**Data to examine**
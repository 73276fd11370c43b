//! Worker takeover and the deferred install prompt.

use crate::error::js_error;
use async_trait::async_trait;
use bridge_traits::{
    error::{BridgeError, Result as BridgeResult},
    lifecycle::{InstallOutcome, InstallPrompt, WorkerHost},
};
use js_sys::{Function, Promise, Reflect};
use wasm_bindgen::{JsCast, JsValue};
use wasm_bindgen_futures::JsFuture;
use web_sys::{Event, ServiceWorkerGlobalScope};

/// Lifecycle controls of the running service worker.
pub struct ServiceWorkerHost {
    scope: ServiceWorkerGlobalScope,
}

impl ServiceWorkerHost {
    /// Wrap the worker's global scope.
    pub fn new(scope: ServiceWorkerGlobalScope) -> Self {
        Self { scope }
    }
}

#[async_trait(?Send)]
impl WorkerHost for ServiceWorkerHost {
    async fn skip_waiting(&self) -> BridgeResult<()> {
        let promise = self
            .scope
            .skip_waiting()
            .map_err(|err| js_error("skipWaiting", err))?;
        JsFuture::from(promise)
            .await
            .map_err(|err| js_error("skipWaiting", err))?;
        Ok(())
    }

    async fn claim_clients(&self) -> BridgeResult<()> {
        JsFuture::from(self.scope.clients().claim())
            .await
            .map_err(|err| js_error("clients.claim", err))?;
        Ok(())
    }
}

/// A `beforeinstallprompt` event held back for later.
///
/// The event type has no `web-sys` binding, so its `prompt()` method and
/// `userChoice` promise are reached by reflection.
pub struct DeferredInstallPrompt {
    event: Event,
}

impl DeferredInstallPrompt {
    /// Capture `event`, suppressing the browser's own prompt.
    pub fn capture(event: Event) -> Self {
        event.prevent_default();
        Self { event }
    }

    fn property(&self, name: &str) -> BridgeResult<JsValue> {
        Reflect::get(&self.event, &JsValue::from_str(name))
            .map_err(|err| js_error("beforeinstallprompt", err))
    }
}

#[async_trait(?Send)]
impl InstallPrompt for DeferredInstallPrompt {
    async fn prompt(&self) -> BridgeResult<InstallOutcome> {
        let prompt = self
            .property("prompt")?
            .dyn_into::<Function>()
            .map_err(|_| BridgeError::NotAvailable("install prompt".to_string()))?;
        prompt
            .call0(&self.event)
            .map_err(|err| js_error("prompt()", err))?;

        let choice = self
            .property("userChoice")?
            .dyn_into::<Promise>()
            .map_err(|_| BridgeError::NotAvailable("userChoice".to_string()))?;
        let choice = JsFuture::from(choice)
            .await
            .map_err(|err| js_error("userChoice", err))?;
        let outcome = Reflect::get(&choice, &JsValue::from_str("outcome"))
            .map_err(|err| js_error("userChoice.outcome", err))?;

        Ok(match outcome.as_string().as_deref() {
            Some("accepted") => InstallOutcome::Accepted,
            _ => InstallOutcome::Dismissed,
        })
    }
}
...
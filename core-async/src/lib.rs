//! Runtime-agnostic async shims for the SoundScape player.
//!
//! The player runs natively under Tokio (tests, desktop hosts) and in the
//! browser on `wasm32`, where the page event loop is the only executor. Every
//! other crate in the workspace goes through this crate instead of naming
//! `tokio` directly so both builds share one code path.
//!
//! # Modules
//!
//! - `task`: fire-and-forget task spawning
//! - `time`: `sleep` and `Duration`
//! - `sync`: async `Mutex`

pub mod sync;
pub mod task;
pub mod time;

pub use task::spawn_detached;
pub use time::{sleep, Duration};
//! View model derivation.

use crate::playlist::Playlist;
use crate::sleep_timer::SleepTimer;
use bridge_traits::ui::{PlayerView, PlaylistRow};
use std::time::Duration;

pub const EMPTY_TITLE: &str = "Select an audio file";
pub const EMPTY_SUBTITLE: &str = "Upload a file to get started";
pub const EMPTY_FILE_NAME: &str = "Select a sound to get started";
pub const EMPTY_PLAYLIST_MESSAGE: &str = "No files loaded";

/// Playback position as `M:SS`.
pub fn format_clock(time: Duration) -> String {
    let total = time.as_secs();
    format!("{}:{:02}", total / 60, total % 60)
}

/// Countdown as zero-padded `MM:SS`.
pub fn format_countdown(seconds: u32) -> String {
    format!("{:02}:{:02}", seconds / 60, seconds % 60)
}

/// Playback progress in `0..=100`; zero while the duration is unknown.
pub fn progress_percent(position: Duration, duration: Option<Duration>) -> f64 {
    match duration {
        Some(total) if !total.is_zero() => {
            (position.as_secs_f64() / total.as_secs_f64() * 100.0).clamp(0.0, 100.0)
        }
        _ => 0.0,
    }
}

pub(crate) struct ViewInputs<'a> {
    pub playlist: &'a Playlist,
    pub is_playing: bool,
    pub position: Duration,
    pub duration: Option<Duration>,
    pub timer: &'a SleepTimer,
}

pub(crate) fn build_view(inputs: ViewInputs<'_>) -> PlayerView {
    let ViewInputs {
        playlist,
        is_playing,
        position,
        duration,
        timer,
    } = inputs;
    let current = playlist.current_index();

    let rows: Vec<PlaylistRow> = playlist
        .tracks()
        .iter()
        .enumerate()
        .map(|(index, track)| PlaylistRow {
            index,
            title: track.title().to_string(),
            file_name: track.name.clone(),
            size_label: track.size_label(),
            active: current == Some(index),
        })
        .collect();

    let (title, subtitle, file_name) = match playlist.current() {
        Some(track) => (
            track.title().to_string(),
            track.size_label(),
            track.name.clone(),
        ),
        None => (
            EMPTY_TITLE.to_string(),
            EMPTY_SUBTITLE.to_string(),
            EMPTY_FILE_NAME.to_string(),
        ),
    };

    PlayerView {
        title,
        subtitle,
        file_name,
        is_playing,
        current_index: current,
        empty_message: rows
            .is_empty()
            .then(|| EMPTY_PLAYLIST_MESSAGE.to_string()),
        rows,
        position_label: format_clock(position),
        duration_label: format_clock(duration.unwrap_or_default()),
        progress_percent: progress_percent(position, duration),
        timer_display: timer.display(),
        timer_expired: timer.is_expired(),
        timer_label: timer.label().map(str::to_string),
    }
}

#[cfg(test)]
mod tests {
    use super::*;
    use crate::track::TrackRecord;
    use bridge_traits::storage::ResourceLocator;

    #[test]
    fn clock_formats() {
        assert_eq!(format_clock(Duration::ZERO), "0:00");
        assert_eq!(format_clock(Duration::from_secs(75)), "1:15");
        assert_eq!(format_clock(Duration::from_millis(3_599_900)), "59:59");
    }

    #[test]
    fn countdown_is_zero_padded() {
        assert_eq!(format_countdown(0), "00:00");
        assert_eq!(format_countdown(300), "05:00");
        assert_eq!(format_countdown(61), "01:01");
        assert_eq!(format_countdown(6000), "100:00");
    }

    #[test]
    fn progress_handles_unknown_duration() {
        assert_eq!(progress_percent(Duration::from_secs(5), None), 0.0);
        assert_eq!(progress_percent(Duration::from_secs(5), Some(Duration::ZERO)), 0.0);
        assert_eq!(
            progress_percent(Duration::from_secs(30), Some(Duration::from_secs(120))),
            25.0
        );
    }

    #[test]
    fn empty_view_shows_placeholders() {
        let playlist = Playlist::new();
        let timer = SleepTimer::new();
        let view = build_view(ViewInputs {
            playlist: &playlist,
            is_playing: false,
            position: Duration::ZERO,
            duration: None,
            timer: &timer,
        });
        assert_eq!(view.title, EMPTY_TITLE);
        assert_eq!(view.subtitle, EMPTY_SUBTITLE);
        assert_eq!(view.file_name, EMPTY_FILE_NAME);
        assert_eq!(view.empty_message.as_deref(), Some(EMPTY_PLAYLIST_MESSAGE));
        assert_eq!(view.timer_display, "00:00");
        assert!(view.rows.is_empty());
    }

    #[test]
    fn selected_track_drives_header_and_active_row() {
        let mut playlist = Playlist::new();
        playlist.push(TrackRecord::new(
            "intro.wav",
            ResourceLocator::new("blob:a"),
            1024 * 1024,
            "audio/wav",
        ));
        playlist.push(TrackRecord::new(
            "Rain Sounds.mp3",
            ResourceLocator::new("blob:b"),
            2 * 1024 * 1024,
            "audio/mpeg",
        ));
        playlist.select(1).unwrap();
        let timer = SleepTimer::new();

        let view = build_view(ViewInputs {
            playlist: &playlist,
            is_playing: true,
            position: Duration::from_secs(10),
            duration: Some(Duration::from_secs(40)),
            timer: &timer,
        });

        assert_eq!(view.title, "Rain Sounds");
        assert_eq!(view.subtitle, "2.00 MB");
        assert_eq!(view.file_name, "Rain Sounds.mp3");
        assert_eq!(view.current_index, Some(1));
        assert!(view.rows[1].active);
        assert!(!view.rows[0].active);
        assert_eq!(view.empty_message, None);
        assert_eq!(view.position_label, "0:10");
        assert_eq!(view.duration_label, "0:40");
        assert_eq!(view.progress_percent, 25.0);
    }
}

**Prompt**
Pick out all lines from the data above in which the word "JsFuture" appears.

**Answer space**
use wasm_bindgen_futures::JsFuture;
        JsFuture::from(promise)
        JsFuture::from(self.scope.clients().claim())
        let choice = JsFuture::from(choice)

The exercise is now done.